There are 4 holes that could be deemed fortress holes at Olympia Fields, each different.
The best may well be no. 6 on the South Course. Only 360 yards or so, it allows both the best and the rest of us to make 3 or 13. The green is about 20 feet higher than the fairway, and has 10-15 foot falloffs in front and to the left, which can be seen from the fairway, but a very steep 20-25 foot falloff into the "kitchen" on the right. The hole is being restored closer to its original configuration so that you will be able to play safe to the left, and have the green at an angle and playing right toward the kitchen, or you can firt with bunkers on the right and be shooting straight up the long, narrow, very sloped green.
No. 12 South is 210 yards par-3, again to a very sloped green perched up 20 feet above a fairway mown area. Go past the pin and there is a real chance of putting off and down the hill. If your tee shot ends up at the bottom you have a real chance to use the "automatic ball retrieval system" which sends any ball not hit hard enough back to your feet.

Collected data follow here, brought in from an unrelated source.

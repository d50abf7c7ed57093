//! Conveyor control state machine.
//!
//! The controller is the only writer to the conveyor link and the reject
//! actuator. Each verdict is applied as one transition; hardware commands are
//! issued before the state changes, so a failed write leaves the recorded
//! state untouched and the error bubbles up as fatal.

use std::fmt;

use clap::ValueEnum;
use conveyor_io::{ActuatorError, ConveyorCommand, ConveyorLink, Direction, RejectActuator};
use tracing::{debug, info, warn};

use crate::compliance::VerdictStatus;

#[derive(Clone, Copy, Debug, PartialEq, Eq)]
pub enum ConveyorState {
    Running,
    Stopped,
    /// Belt halted; every new cycle re-checks whether the defect is gone.
    AwaitingRemoval,
}

impl ConveyorState {
    pub fn label(self) -> &'static str {
        match self {
            ConveyorState::Running => "RUNNING",
            ConveyorState::Stopped => "STOPPED",
            ConveyorState::AwaitingRemoval => "AWAITING_REMOVAL",
        }
    }

    fn gauge_value(self) -> f64 {
        match self {
            ConveyorState::Running => 0.0,
            ConveyorState::Stopped => 1.0,
            ConveyorState::AwaitingRemoval => 2.0,
        }
    }
}

impl fmt::Display for ConveyorState {
    fn fmt(&self, f: &mut fmt::Formatter<'_>) -> fmt::Result {
        f.write_str(self.label())
    }
}

/// Reaction to a defective product while the belt is running.
#[derive(Clone, Copy, Debug, Default, PartialEq, Eq, ValueEnum)]
pub enum DefectPolicy {
    /// Halt the belt and wait until the product is removed.
    #[default]
    Stop,
    /// Pulse the reject actuator and keep the belt moving.
    Reject,
    /// Log the defect and keep the belt moving.
    Flag,
}

#[derive(Clone, Copy, Debug)]
pub struct ControllerOptions {
    pub policy: DefectPolicy,
    pub reject_direction: Direction,
    /// Send START after every cycle that leaves the belt running. The
    /// triggered station needs it: its firmware pauses on each product.
    pub keep_alive: bool,
}

impl Default for ControllerOptions {
    fn default() -> Self {
        Self {
            policy: DefectPolicy::default(),
            reject_direction: Direction::Backward,
            keep_alive: false,
        }
    }
}

/// What one call to [`ConveyorController::apply`] did.
#[derive(Clone, Copy, Debug, PartialEq, Eq)]
pub struct Transition {
    pub from: ConveyorState,
    pub to: ConveyorState,
    pub command: Option<ConveyorCommand>,
    pub rejected: Option<Direction>,
    pub flagged: bool,
}

impl Transition {
    fn stay(state: ConveyorState) -> Self {
        Self {
            from: state,
            to: state,
            command: None,
            rejected: None,
            flagged: false,
        }
    }

    pub fn changed_state(&self) -> bool {
        self.from != self.to
    }
}

pub struct ConveyorController<L, A> {
    link: L,
    actuator: A,
    state: ConveyorState,
    options: ControllerOptions,
}

impl<L: ConveyorLink, A: RejectActuator> ConveyorController<L, A> {
    pub fn new(link: L, actuator: A, options: ControllerOptions) -> Self {
        metrics::gauge!("conveyor_state").set(ConveyorState::Running.gauge_value());
        Self {
            link,
            actuator,
            state: ConveyorState::Running,
            options,
        }
    }

    pub fn state(&self) -> ConveyorState {
        self.state
    }

    /// Direct access to the link, used to poll controller events.
    pub fn link_mut(&mut self) -> &mut L {
        &mut self.link
    }

    /// Start the belt so the hardware matches the initial RUNNING state.
    pub fn engage(&mut self) -> Result<(), ActuatorError> {
        self.send(ConveyorCommand::Start)?;
        self.enter(ConveyorState::Running);
        Ok(())
    }

    /// Feed one verdict through the state machine.
    pub fn apply(&mut self, status: VerdictStatus) -> Result<Transition, ActuatorError> {
        let from = self.state;
        let mut transition = Transition::stay(from);

        match (from, status) {
            (ConveyorState::Running, VerdictStatus::Compliant | VerdictStatus::NoDetection) => {
                transition.command = self.keep_alive()?;
            }
            (ConveyorState::Running, VerdictStatus::Defective) => match self.options.policy {
                DefectPolicy::Stop => {
                    self.send(ConveyorCommand::Stop)?;
                    transition.command = Some(ConveyorCommand::Stop);
                    transition.to = ConveyorState::Stopped;
                }
                DefectPolicy::Reject => {
                    let direction = self.options.reject_direction;
                    self.actuator.pulse(direction)?;
                    metrics::counter!("conveyor_reject_pulses_total").increment(1);
                    transition.rejected = Some(direction);
                    transition.command = self.keep_alive()?;
                }
                DefectPolicy::Flag => {
                    warn!("Defective product flagged; belt keeps running");
                    transition.flagged = true;
                    transition.command = self.keep_alive()?;
                }
            },
            // The first verdict after a stop still belongs to the product
            // that caused it.
            (ConveyorState::Stopped, _) => {
                transition.to = ConveyorState::AwaitingRemoval;
            }
            (
                ConveyorState::AwaitingRemoval,
                VerdictStatus::Compliant | VerdictStatus::NoDetection,
            ) => {
                self.send(ConveyorCommand::Start)?;
                transition.command = Some(ConveyorCommand::Start);
                transition.to = ConveyorState::Running;
            }
            (ConveyorState::AwaitingRemoval, VerdictStatus::Defective) => {
                debug!("Defective product still present");
            }
        }

        self.enter(transition.to);
        Ok(transition)
    }

    /// Stop the belt if it is moving and fall back to STOPPED.
    pub fn halt(&mut self) -> Result<(), ActuatorError> {
        if self.state == ConveyorState::Running {
            self.send(ConveyorCommand::Stop)?;
        }
        self.enter(ConveyorState::Stopped);
        Ok(())
    }

    /// Leave the line safe: belt stopped, actuator released.
    pub fn shutdown(mut self) -> Result<(), ActuatorError> {
        let halted = self.halt();
        if let Err(err) = &halted {
            warn!("Failed to stop conveyor during shutdown: {err}");
        }
        let released = self.actuator.release();
        info!(state = %self.state, "Conveyor controller shut down");
        halted.and(released)
    }

    fn keep_alive(&mut self) -> Result<Option<ConveyorCommand>, ActuatorError> {
        if !self.options.keep_alive {
            return Ok(None);
        }
        self.send(ConveyorCommand::Start)?;
        Ok(Some(ConveyorCommand::Start))
    }

    fn send(&mut self, command: ConveyorCommand) -> Result<(), ActuatorError> {
        let _span = tracing::debug_span!("conveyor.send", %command).entered();
        self.link.send(command)?;
        let label = match command {
            ConveyorCommand::Start => "start",
            ConveyorCommand::Stop => "stop",
        };
        metrics::counter!("conveyor_commands_total", "command" => label).increment(1);
        Ok(())
    }

    fn enter(&mut self, next: ConveyorState) {
        if next != self.state {
            info!("Conveyor {} -> {}", self.state, next);
            metrics::counter!(
                "conveyor_transitions_total",
                "from" => self.state.label(),
                "to" => next.label()
            )
            .increment(1);
            metrics::gauge!("conveyor_state").set(next.gauge_value());
        }
        self.state = next;
    }
}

No 3 on the North is 450 yards (or more from the back), with a tee shot and an upper fairway that goes about 175 yards, and then a steep drop to a blind lower fairway. Butterfield Creek crosses the fairway about 100 yards from the green. The green is fairly visible, but stands starkly out, with a bunker left and stair-step bunkers right. Really fun tee shot looking at nothing but a far away tree line, and vary challenging approach for better players. The rest of us often layup in front of the creek, and have a really fun wedge, with the ball standing out against the sky, and waiting to see whether there will be a chance at par.
14 North is also a form of fortress, 440 yards, and the most beautiful, with the creek crossing the fairway just past the tee, going up the right side of the fairway, and crossing again 150 yards from the green. The green is basically blind on the approach, and there is an abrupt elevation change at the far creek bank - you're looking at a 10 foot soil "wall" on the approach, to a green 20-30 feet above you that slopes severely from back right to front left. You can easily putt off the green if you go past the pin, and the ball can roll 10-20 yards down. Neither 3 nor 14 have any fairway bunkers - they don't need them.
All four are natural holes, and, except for 12 South, which was changed in 1921, a testament to the routing abilities of Willie Park Jr. on the North, and Bendelow on the South (hey, he found 6). I find 6 South superior, only because anyone can make 3 or 13 there, while regular players have little chance on the other 3.